//! Token sealing with AES-256-GCM.
//!
//! A sealed token is `base64(nonce || ciphertext)` so it fits in one column.
//! Every seal draws a fresh random 96-bit nonce.

use aes_gcm::{
    aead::{Aead, AeadCore, KeyInit, OsRng},
    Aes256Gcm, Nonce,
};
use anyhow::{anyhow, bail, Context, Result};
use base64::{engine::general_purpose::STANDARD as BASE64, Engine};

const KEY_SIZE: usize = 32;
const NONCE_SIZE: usize = 12;

pub struct TokenCipher {
    cipher: Aes256Gcm,
}

impl TokenCipher {
    /// Build a cipher from a base64-encoded 32-byte master key.
    pub fn from_base64(key_base64: &str) -> Result<Self> {
        let key = BASE64
            .decode(key_base64.trim())
            .context("Encryption key is not valid base64")?;
        if key.len() != KEY_SIZE {
            bail!("Encryption key must be {} bytes, got {}", KEY_SIZE, key.len());
        }
        let cipher = Aes256Gcm::new_from_slice(&key).map_err(|e| anyhow!("Invalid encryption key: {}", e))?;
        Ok(Self { cipher })
    }

    pub fn seal(&self, plaintext: &str) -> Result<String> {
        let nonce = Aes256Gcm::generate_nonce(&mut OsRng);
        let ciphertext = self
            .cipher
            .encrypt(&nonce, plaintext.as_bytes())
            .map_err(|e| anyhow!("Encryption failed: {}", e))?;

        let mut sealed = Vec::with_capacity(NONCE_SIZE + ciphertext.len());
        sealed.extend_from_slice(&nonce);
        sealed.extend_from_slice(&ciphertext);
        Ok(BASE64.encode(sealed))
    }

    /// Fails on a wrong key or any tampering.
    pub fn open(&self, sealed: &str) -> Result<String> {
        let bytes = BASE64.decode(sealed).context("Sealed token is not valid base64")?;
        if bytes.len() <= NONCE_SIZE {
            bail!("Sealed token too short ({} bytes)", bytes.len());
        }
        let (nonce, ciphertext) = bytes.split_at(NONCE_SIZE);
        let plaintext = self
            .cipher
            .decrypt(Nonce::from_slice(nonce), ciphertext)
            .map_err(|_| anyhow!("Decryption failed (wrong key or corrupted token)"))?;
        String::from_utf8(plaintext).context("Decrypted token is not valid UTF-8")
    }
}

#[cfg(test)]
mod tests {
    use super::*;

    fn cipher(byte: u8) -> TokenCipher {
        TokenCipher::from_base64(&BASE64.encode([byte; 32])).unwrap()
    }

    #[test]
    fn test_rejects_bad_keys() {
        assert!(TokenCipher::from_base64(&BASE64.encode([0u8; 16])).is_err());
        assert!(TokenCipher::from_base64("%%%").is_err());
    }

    #[test]
    fn test_seal_then_open() {
        let c = cipher(7);
        let sealed = c.seal("ya29.access-token").unwrap();
        assert!(!sealed.contains("ya29"));
        assert_eq!(c.open(&sealed).unwrap(), "ya29.access-token");
    }

    #[test]
    fn test_nonce_is_fresh_per_seal() {
        let c = cipher(7);
        assert_ne!(c.seal("same").unwrap(), c.seal("same").unwrap());
    }

    #[test]
    fn test_wrong_key_or_tampering_fails() {
        let sealed = cipher(1).seal("secret").unwrap();
        assert!(cipher(2).open(&sealed).is_err());

        let mut bytes = BASE64.decode(&sealed).unwrap();
        let last = bytes.len() - 1;
        bytes[last] ^= 0xff;
        assert!(cipher(1).open(&BASE64.encode(bytes)).is_err());
    }
}
//! Duplicate suppression for outbound records.
//!
//! Every record is claimed here just before it is published. The first claim
//! of a key within the TTL wins; later claims are duplicates and are skipped.
//! This collapses redeliveries and overlapping sync paths. It is not the
//! system of record: downstream consumers still dedupe on `idempotency_key`.

use crate::cache::TtlLruCache;
use parking_lot::Mutex;
use serde::{Deserialize, Serialize};
use std::sync::atomic::{AtomicU64, Ordering};
use std::time::Duration;
use tracing::debug;

#[derive(Clone, Debug, Deserialize)]
pub struct IdempotencyConfig {
    #[serde(default = "default_max_size")]
    pub max_size: usize,
    #[serde(default = "default_ttl_seconds")]
    pub ttl_seconds: u64,
    #[serde(default = "default_prune_interval_seconds")]
    pub prune_interval_seconds: u64,
}

fn default_max_size() -> usize {
    10_000
}

fn default_ttl_seconds() -> u64 {
    86_400
}

fn default_prune_interval_seconds() -> u64 {
    300
}

impl Default for IdempotencyConfig {
    fn default() -> Self {
        Self {
            max_size: default_max_size(),
            ttl_seconds: default_ttl_seconds(),
            prune_interval_seconds: default_prune_interval_seconds(),
        }
    }
}

#[derive(Debug, Clone, Serialize)]
pub struct IdempotencyStats {
    pub size: usize,
    pub max_size: usize,
    pub ttl_seconds: u64,
    pub claims: u64,
    pub duplicates: u64,
    pub evictions: u64,
}

pub struct IdempotencyCache {
    entries: Mutex<TtlLruCache<String, ()>>,
    claims: AtomicU64,
    duplicates: AtomicU64,
    evictions: AtomicU64,
}

impl IdempotencyCache {
    pub fn new(config: &IdempotencyConfig) -> Self {
        Self {
            entries: Mutex::new(TtlLruCache::new(
                config.max_size,
                Duration::from_secs(config.ttl_seconds),
            )),
            claims: AtomicU64::new(0),
            duplicates: AtomicU64::new(0),
            evictions: AtomicU64::new(0),
        }
    }

    /// Atomically claim `key` for publishing.
    ///
    /// Returns `true` if the key was absent or expired (it is now recorded
    /// as most recently used), `false` if it is a live duplicate.
    pub fn claim(&self, key: &str) -> bool {
        let mut entries = self.entries.lock();
        let key = key.to_string();

        if entries.get(&key).is_some() {
            self.duplicates.fetch_add(1, Ordering::Relaxed);
            return false;
        }

        if let Some(evicted) = entries.insert(key, ()) {
            self.evictions.fetch_add(1, Ordering::Relaxed);
            debug!(evicted = %evicted, "Idempotency cache full, evicted least recently used key");
        }
        self.claims.fetch_add(1, Ordering::Relaxed);
        true
    }

    /// Give back a claim whose publish failed so a retry can publish it.
    pub fn release(&self, key: &str) {
        self.entries.lock().remove(&key.to_string());
    }

    /// Unexpired presence check. Promotes the key like a claim would.
    pub fn contains(&self, key: &str) -> bool {
        self.entries.lock().get(&key.to_string()).is_some()
    }

    pub fn prune_expired(&self) -> usize {
        self.entries.lock().prune_expired()
    }

    pub fn len(&self) -> usize {
        self.entries.lock().len()
    }

    pub fn is_empty(&self) -> bool {
        self.entries.lock().is_empty()
    }

    pub fn clear(&self) {
        self.entries.lock().clear();
    }

    pub fn stats(&self) -> IdempotencyStats {
        let entries = self.entries.lock();
        IdempotencyStats {
            size: entries.len(),
            max_size: entries.capacity(),
            ttl_seconds: entries.ttl().as_secs(),
            claims: self.claims.load(Ordering::Relaxed),
            duplicates: self.duplicates.load(Ordering::Relaxed),
            evictions: self.evictions.load(Ordering::Relaxed),
        }
    }
}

Exercise prompt: Up to and including the line with "const KEY_SIZE: usize = 32;", repeat the data exactly, starting from its first line; nothing else belongs in the response.

Problem solution:
//! Token sealing with AES-256-GCM.
//!
//! A sealed token is `base64(nonce || ciphertext)` so it fits in one column.
//! Every seal draws a fresh random 96-bit nonce.

use aes_gcm::{
    aead::{Aead, AeadCore, KeyInit, OsRng},
    Aes256Gcm, Nonce,
};
use anyhow::{anyhow, bail, Context, Result};
use base64::{engine::general_purpose::STANDARD as BASE64, Engine};

const KEY_SIZE: usize = 32;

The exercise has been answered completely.